Referendum per la fusione di Cosenza, Rende e Castrolibero: ufficializzata la data

Il 1° dicembre si terrà il voto consultivo per la fusione dei tre comuni calabresi. I cittadini saranno chiamati a esprimerersi su due quesiti fondamentali, tra cui il nome della nuova città...

Il presidente della Regione Calabria, Roberto Occhiuto, ha ufficializzato il referendum consultivo sulla fusione dei comuni di Cosenza, Rende e Castrolibero , fissando la data per domenica 1 dicembre . L’annuncio arriva tramite un decreto che sancisce la possibilità di modificare i confini territoriali dei tre comuni, come previsto dalla proposta di legge regionale presentata da alcuni consiglieri.

Gli elettori saranno chiamati ad esprimersi su due quesiti referendari . Il primo riguarda la volontà di approvare la fusione dei tre comuni, mentre il secondo chiede di scegliere il nome della nuova entità amministrativa.

Ho chiesto il referendum

Il primo quesito chiede agli elettori se intendono approvare la proposta di legge che prevede la fusione dei comuni di Cosenza, Rende e Castrolibero. In particolare, il quesito sarà così formulato: «Volete voi che sia approvata la proposta di legge numero 177/XII e che sia istituito un nuovo comune derivante dalla fusione dei Comuni di Cosenza, Rende e Castrolibero?»
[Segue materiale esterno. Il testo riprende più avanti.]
//! Tab-separated files with a header row.
//!
//! Quoting is minimal: a field is quoted only when it holds a tab, a quote or a line
//! break, so ordinary sentences round-trip byte-for-byte and embedded delimiters
//! survive instead of shifting columns.

use std::path::{Path, PathBuf};

use anyhow::{anyhow, Context};
use sha2::{Digest, Sha256};

use crate::corpus::SentencePair;

fn writer_builder() -> csv::WriterBuilder {
    let mut b = csv::WriterBuilder::new();
    b.delimiter(b'\t')
        .terminator(csv::Terminator::Any(b'\n'))
        .quote_style(csv::QuoteStyle::Necessary);
    b
}

fn reader_builder() -> csv::ReaderBuilder {
    let mut b = csv::ReaderBuilder::new();
    b.delimiter(b'\t').has_headers(true).flexible(false);
    b
}

/// Writes a two-column partition file.
pub fn write_pairs(path: &Path, header: [&str; 2], records: &[SentencePair]) -> anyhow::Result<()> {
    let mut w = writer_builder()
        .from_path(path)
        .with_context(|| format!("create tsv: {}", path.display()))?;
    w.write_record(header)
        .with_context(|| format!("write header: {}", path.display()))?;
    for r in records {
        w.write_record([r.source_text.as_str(), r.target_text.as_str()])
            .with_context(|| format!("write row: {}", path.display()))?;
    }
    w.flush().with_context(|| format!("flush tsv: {}", path.display()))?;
    Ok(())
}

#[derive(Clone, Debug, Default, PartialEq, Eq)]
pub struct TsvTable {
    pub headers: Vec<String>,
    pub rows: Vec<Vec<String>>,
}

impl TsvTable {
    pub fn read(path: &Path) -> anyhow::Result<Self> {
        let mut r = reader_builder()
            .from_path(path)
            .with_context(|| format!("open tsv: {}", path.display()))?;
        let headers: Vec<String> = r
            .headers()
            .with_context(|| format!("read header: {}", path.display()))?
            .iter()
            .map(str::to_string)
            .collect();
        let mut rows = Vec::new();
        for (idx, rec) in r.records().enumerate() {
            let rec = rec.with_context(|| format!("read row {}: {}", idx + 1, path.display()))?;
            rows.push(rec.iter().map(str::to_string).collect());
        }
        Ok(Self { headers, rows })
    }

    pub fn len(&self) -> usize {
        self.rows.len()
    }

    pub fn is_empty(&self) -> bool {
        self.rows.is_empty()
    }

    pub fn column_index(&self, name: &str) -> Option<usize> {
        self.headers.iter().position(|h| h == name)
    }

    pub fn column(&self, name: &str) -> anyhow::Result<Vec<String>> {
        let idx = self.column_index(name).ok_or_else(|| {
            anyhow!(
                "column not found: {name} (have: {})",
                self.headers.join(", ")
            )
        })?;
        Ok(self.rows.iter().map(|row| row[idx].clone()).collect())
    }

    /// Appends `name`, or overwrites it in place when the column already exists.
    pub fn set_column(&mut self, name: &str, values: Vec<String>) -> anyhow::Result<()> {
        if values.len() != self.rows.len() {
            return Err(anyhow!(
                "column {name}: {} values for {} rows",
                values.len(),
                self.rows.len()
            ));
        }
        match self.column_index(name) {
            Some(idx) => {
                for (row, v) in self.rows.iter_mut().zip(values) {
                    row[idx] = v;
                }
            }
            None => {
                self.headers.push(name.to_string());
                for (row, v) in self.rows.iter_mut().zip(values) {
                    row.push(v);
                }
            }
        }
        Ok(())
    }

    pub fn write(&self, path: &Path) -> anyhow::Result<()> {
        let mut w = writer_builder()
            .from_path(path)
            .with_context(|| format!("create tsv: {}", path.display()))?;
        w.write_record(&self.headers)
            .with_context(|| format!("write header: {}", path.display()))?;
        for row in &self.rows {
            w.write_record(row)
                .with_context(|| format!("write row: {}", path.display()))?;
        }
        w.flush().with_context(|| format!("flush tsv: {}", path.display()))?;
        Ok(())
    }

    /// Writes next to `path` and renames over it, so readers never see a half-written file.
    pub fn write_replacing(&self, path: &Path) -> anyhow::Result<()> {
        let tmp = sibling_tmp_path(path);
        if let Err(err) = self.write(&tmp) {
            let _ = std::fs::remove_file(&tmp);
            return Err(err);
        }
        if let Err(err) = std::fs::rename(&tmp, path) {
            let _ = std::fs::remove_file(&tmp);
            return Err(anyhow!(err)
                .context(format!("replace {} with {}", path.display(), tmp.display())));
        }
        Ok(())
    }
}

fn sibling_tmp_path(path: &Path) -> PathBuf {
    let name = path
        .file_name()
        .and_then(|s| s.to_str())
        .unwrap_or("table.tsv");
    path.with_file_name(format!(".{name}.tmp"))
}

pub fn sha256_file(path: &Path) -> anyhow::Result<String> {
    let mut f = std::fs::File::open(path).with_context(|| format!("open: {}", path.display()))?;
    let mut hasher = Sha256::new();
    std::io::copy(&mut f, &mut hasher).with_context(|| format!("hash: {}", path.display()))?;
    Ok(hex::encode(hasher.finalize()))
}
Il secondo quesito, invece, si concentrerà sul nome da assegnare al nuovo comune nel caso in cui la fusione venne approvata. Le opzioni proposte agli elettori saranno tre:

  • Cosenza
  • Cosenza Rende Castrolibero
  • Nuova Cosenza

Il contesto della proposta di fusione

La proposta di fusione è stata avanzata da alcuni consiglieri regionali, tra cui Caputo, Gentile, De Francesco, Mannarino, Molinaro, Straface, Graziano e Gallo. L’obiettivo della fusione è quello di creare un’unica realtà amministrativa che possa gestire in modo più efficiente le risorse e migliorare la qualità dei servizi offerti ai cittadini. Tuttavia, attenderà ai residenti dei tre comuni di esprimere il loro parere attraverso questo referendum, che ha carattere consultivo.

Cosa accadrà dopo il voto

Sebbene il referendum sia consultivo e non vincolante, l’esito rappresenterà una chiara indicazione della volontà popolare e influenzerà le future decisioni delle autorità locali e regionali. Se la fusione sarà approvata, si tratterà di un cambiamento significativo per la gestione del territorio, con possibili ripercussioni sull’organizzazione dei servizi pubblici, la pianificazione urbana e lo sviluppo economico.